Was mir in der „Krise“ im Hier und Jetzt Halt gibt

Prolog

Meine wertgeschätzten Kollegen Administratoren von den „Erfahrungsexperten am Niederrhein“ haben mich darauf aufmerksam gemacht, dass seit unserem ersten Beitrag auf dieser Internetseite bzgl. der erlassenen Kontaktsperre mittlerweile volle 40 Tage ins deutsche Land gegangen sind.

Dieser Wunsch und der daraus folgende Auftrag führten mich zu zwei Fragen:

Was löst dieses „Jubiläum“ in mir aus?

Und, nachdem der geneigte Leser das Datum der Veröffentlichung dieses Textes, sowie die an den Fingern [zulässig sind die eigenen und jene von Personen, die im selben Haushalt leben – Anmerkung meines inneren Kängurus] abgezählten Tage seit dem Erlass der Kontaktsperre miteinander verrechnet hat:

Warum sträube ich mich, punktgenau zum 40. Tag meinen Beitrag zu „liefern“, sondern ihn stattdessen verspätet einzureichen?

Kommt mit mir auf einen Parforce-Ritt durch meine Welt!

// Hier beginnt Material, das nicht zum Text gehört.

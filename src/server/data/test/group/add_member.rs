use super::*;

/// Tests adding a user to a group.
///
/// Expected: membership reported by `is_member` afterwards
#[tokio::test]
async fn adds_membership() -> Result<(), DbErr> {
    let test = TestBuilder::new()
        .with_auth_tables()
        .build()
        .await
        .unwrap();
    let db = test.db.as_ref().unwrap();

    let user = factory::create_user(db).await?;
    let manager = factory::get_or_create_group(db, group::MANAGER).await?;

    let repo = GroupRepository::new(db);
    assert!(!repo.is_member(user.id, manager.id).await?);

    repo.add_member(user.id, manager.id).await?;

    assert!(repo.is_member(user.id, manager.id).await?);

    Ok(())
}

Wetterfeste Kleidung und festes Schuhwerk nicht vergessen!

Was löst dieses „Jubiläum“ in mir aus?

Zunächst einmal habe ich das Gefühl, dass seit dem Erlass der Kontaktsperre wesentlich mehr Zeit als 40 Tage vergangen ist. Vielmehr habe ich den Eindruck, dass sich die Zeitpanne de-ee-eee-ee-ehnt wie ein Kaugummi. Tage verschwimmen zu Wochen, Wochen zu Monaten, etc.

Meine Ungeduld steigt, endlich wieder zum Alltag zurückkehren zu dürfen, in mein – sicherlich romantisch-verklärtes – behagliches Nest meiner sonst üblichen Gewohnheiten.

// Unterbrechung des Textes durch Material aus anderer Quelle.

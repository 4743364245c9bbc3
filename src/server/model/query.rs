//! Pagination and ordering shared by the list endpoints.
//!
//! Pages are 1-based. The page size comes from the `perpage` parameter and is clamped to
//! `1..=MAX_PER_PAGE`; a page past the end yields an empty result list rather than an error.
//! Ordering is restricted to an allow-list per resource, see [`SortField`].

use crate::server::{
    error::AppError,
    util::parse::{invalid, parse_int},
};

/// Page size used when `perpage` is absent.
pub const DEFAULT_PER_PAGE: u64 = 3;

/// Largest page size a client may request.
pub const MAX_PER_PAGE: u64 = 5;

/// Requested page of a list endpoint.
#[derive(Debug, Clone, Copy, PartialEq, Eq)]
pub struct PageRequest {
    /// 1-based page number
    pub page: u64,
    pub per_page: u64,
}

impl Default for PageRequest {
    fn default() -> Self {
        Self {
            page: 1,
            per_page: DEFAULT_PER_PAGE,
        }
    }
}

impl PageRequest {
    /// Builds a page request from the raw `page` and `perpage` query values.
    ///
    /// A `perpage` outside `1..=MAX_PER_PAGE` is clamped into range. A `page` of zero is
    /// treated as the first page.
    ///
    /// # Returns
    /// - `Ok(PageRequest)` - Parsed and clamped request
    /// - `Err(AppError::BadRequest)` - Either value is not a non-negative integer
    pub fn from_query(page: Option<&str>, perpage: Option<&str>) -> Result<Self, AppError> {
        let page = match page {
            Some(value) => parse_int::<u64>("page", value)?.max(1),
            None => 1,
        };

        let per_page = match perpage {
            Some(value) => clamp_per_page(value)?,
            None => DEFAULT_PER_PAGE,
        };

        Ok(Self { page, per_page })
    }

    /// Zero-based page index as used by SeaORM's paginator.
    pub fn index(&self) -> u64 {
        self.page - 1
    }
}

/// Clamps a `perpage` value of any length into `1..=MAX_PER_PAGE`.
///
/// Integers too large for `u64` clamp like any other oversized value; only non-integers
/// are rejected.
fn clamp_per_page(value: &str) -> Result<u64, AppError> {
    let trimmed = value.trim();
    let (negative, digits) = match trimmed.strip_prefix('-') {
        Some(digits) => (true, digits),
        None => (false, trimmed.strip_prefix('+').unwrap_or(trimmed)),
    };

    if digits.is_empty() || !digits.bytes().all(|byte| byte.is_ascii_digit()) {
        return Err(invalid("perpage", value));
    }
    if negative {
        return Ok(1);
    }

    Ok(digits
        .parse::<u64>()
        .map_or(MAX_PER_PAGE, |per_page| per_page.clamp(1, MAX_PER_PAGE)))
}

/// One page of results together with the totals needed to render pagination.
#[derive(Debug, Clone, PartialEq)]
pub struct Paginated<T> {
    pub items: Vec<T>,
    pub total: u64,
    pub page: u64,
    pub per_page: u64,
    pub total_pages: u64,
}

impl<T> Paginated<T> {
    pub fn new(items: Vec<T>, total: u64, request: PageRequest) -> Self {
        Self {
            items,
            total,
            page: request.page,
            per_page: request.per_page,
            total_pages: total.div_ceil(request.per_page),
        }
    }
}

/// A column a list endpoint may be ordered by.
///
/// Implemented by an enum per resource so that only known columns ever reach the query.
pub trait SortField: Sized + Copy + Default {
    /// Maps the `ordering` parameter (without a leading `-`) to a field.
    fn from_name(name: &str) -> Option<Self>;
}

/// Parsed `ordering` parameter.
#[derive(Debug, Clone, Copy, PartialEq, Eq, Default)]
pub struct Sort<F> {
    pub field: F,
    pub descending: bool,
}

impl<F: SortField> Sort<F> {
    /// Parses the raw `ordering` value. A leading `-` selects descending order.
    ///
    /// # Returns
    /// - `Ok(Sort)` - Known field, or the default field ascending when absent or blank
    /// - `Err(AppError::BadRequest)` - Field is not in the allow-list
    pub fn from_query(ordering: Option<&str>) -> Result<Self, AppError> {
        let Some(raw) = ordering.map(str::trim).filter(|raw| !raw.is_empty()) else {
            return Ok(Self {
                field: F::default(),
                descending: false,
            });
        };

        let (name, descending) = match raw.strip_prefix('-') {
            Some(name) => (name, true),
            None => (raw, false),
        };

        let field = F::from_name(name)
            .ok_or_else(|| AppError::BadRequest("Invalid ordering field".to_string()))?;

        Ok(Self { field, descending })
    }

    pub fn order(&self) -> sea_orm::Order {
        if self.descending {
            sea_orm::Order::Desc
        } else {
            sea_orm::Order::Asc
        }
    }
}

Zwar habe ich noch im März angegeben, dass mein Leben an sich vor und nach der Kontaktsperre eigentlich nicht viel anders verlaufen ist. Aber natürlich sind die Veränderungen auch in meinem Alltag für mich nicht mehr zu leugnen und rütteln am Gebäude meiner Psyche, wie ich es im Rahmen meiner Recovery bis heute aufgebaut habe.

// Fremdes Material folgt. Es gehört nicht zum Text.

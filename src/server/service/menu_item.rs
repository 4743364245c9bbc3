use rust_decimal::Decimal;
use sea_orm::DatabaseConnection;

use crate::server::{
    data::{category::CategoryRepository, menu_item::MenuItemRepository},
    error::AppError,
    model::{
        menu_item::{CreateMenuItemParams, MenuItem, MenuItemQuery, UpdateMenuItemParams},
        query::Paginated,
    },
    util::money,
};

pub struct MenuItemService<'a> {
    db: &'a DatabaseConnection,
}

impl<'a> MenuItemService<'a> {
    pub fn new(db: &'a DatabaseConnection) -> Self {
        Self { db }
    }

    /// Gets one page of menu items matching the query's filters.
    pub async fn get_paginated(
        &self,
        query: MenuItemQuery,
    ) -> Result<Paginated<MenuItem>, AppError> {
        let (items, total) = MenuItemRepository::new(self.db)
            .get_paginated(&query.filter, query.sort, query.page)
            .await?;

        let items = items
            .into_iter()
            .map(|(item, category)| MenuItem::from_entity(item, category))
            .collect();

        Ok(Paginated::new(items, total, query.page))
    }

    pub async fn get_by_id(&self, id: i32) -> Result<MenuItem, AppError> {
        MenuItemRepository::new(self.db)
            .get_by_id(id)
            .await?
            .map(|(item, category)| MenuItem::from_entity(item, category))
            .ok_or_else(|| AppError::NotFound("Menu item not found".to_string()))
    }

    /// Creates a menu item in an existing category.
    ///
    /// # Returns
    /// - `Ok(MenuItem)` - Created item with its category
    /// - `Err(AppError::BadRequest)` - Blank title or a price that is not positive
    /// - `Err(AppError::NotFound)` - Category does not exist
    pub async fn create(&self, params: CreateMenuItemParams) -> Result<MenuItem, AppError> {
        validate(&params.title, params.price)?;
        self.ensure_category(params.category_id).await?;

        let (item, category) = MenuItemRepository::new(self.db).create(params).await?;

        Ok(MenuItem::from_entity(item, category))
    }

    /// Replaces every field of a menu item.
    ///
    /// # Returns
    /// - `Ok(MenuItem)` - Updated item
    /// - `Err(AppError::BadRequest)` - Blank title or a price that is not positive
    /// - `Err(AppError::NotFound)` - Menu item or category does not exist
    pub async fn update(&self, params: UpdateMenuItemParams) -> Result<MenuItem, AppError> {
        validate(&params.title, params.price)?;
        self.ensure_category(params.category_id).await?;

        MenuItemRepository::new(self.db)
            .update(params)
            .await?
            .map(|(item, category)| MenuItem::from_entity(item, category))
            .ok_or_else(|| AppError::NotFound("Menu item not found".to_string()))
    }

    /// Deletes a menu item along with cart rows and order items referencing it.
    pub async fn delete(&self, id: i32) -> Result<(), AppError> {
        if !MenuItemRepository::new(self.db).delete(id).await? {
            return Err(AppError::NotFound("Menu item not found".to_string()));
        }

        Ok(())
    }

    async fn ensure_category(&self, category_id: i32) -> Result<(), AppError> {
        if CategoryRepository::new(self.db)
            .get_by_id(category_id)
            .await?
            .is_none()
        {
            return Err(AppError::NotFound("Category not found".to_string()));
        }

        Ok(())
    }
}

fn validate(title: &str, price: Decimal) -> Result<(), AppError> {
    if title.is_empty() {
        return Err(AppError::BadRequest("Title must not be blank".to_string()));
    }
    if price <= Decimal::ZERO {
        return Err(AppError::BadRequest(
            "Price must be greater than zero".to_string(),
        ));
    }
    if !money::is_whole_cents(price) {
        return Err(AppError::BadRequest(
            "Price must have at most 2 decimal places".to_string(),
        ));
    }

    Ok(())
}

War ich bisher zum Beispiel ein Gelegenheits-Einkäufer, der mehrmals wöchentlich einen Supermarkt für jeweils kleine Einkäufe aufgesucht hat, plane ich nun langfristiger und bereite mich auf meinen Einkauf vor, wie auf eine Expedition in zwar nicht unbekanntes, jedoch gefährliches Terrain. Der erste, deutlich sichtbare Riss in meiner aus Gewohnheiten solide gemauerten Behausung, bahnte sich knirschend seinen Weg durch meine Psyche.
„Früher“ habe ich zum Beispiel beim Blick auf die aktuelle Auswahl der Waren erst entschieden, was ich kochen möchte und mich dabei von Lust, Laune und Kreativität leiten lassen. Diese kulturell domestizierte Form des „Jagens & Sammelns“ war die Ouvertüre zu meiner persönlichen Genusstherapie „Kochen & Essen“, gewissermaßen ein „Schlussstein“ meines psychischen Gebäudes.
Doch Einkaufen ist für mich in dieser Form kein Genuss mehr.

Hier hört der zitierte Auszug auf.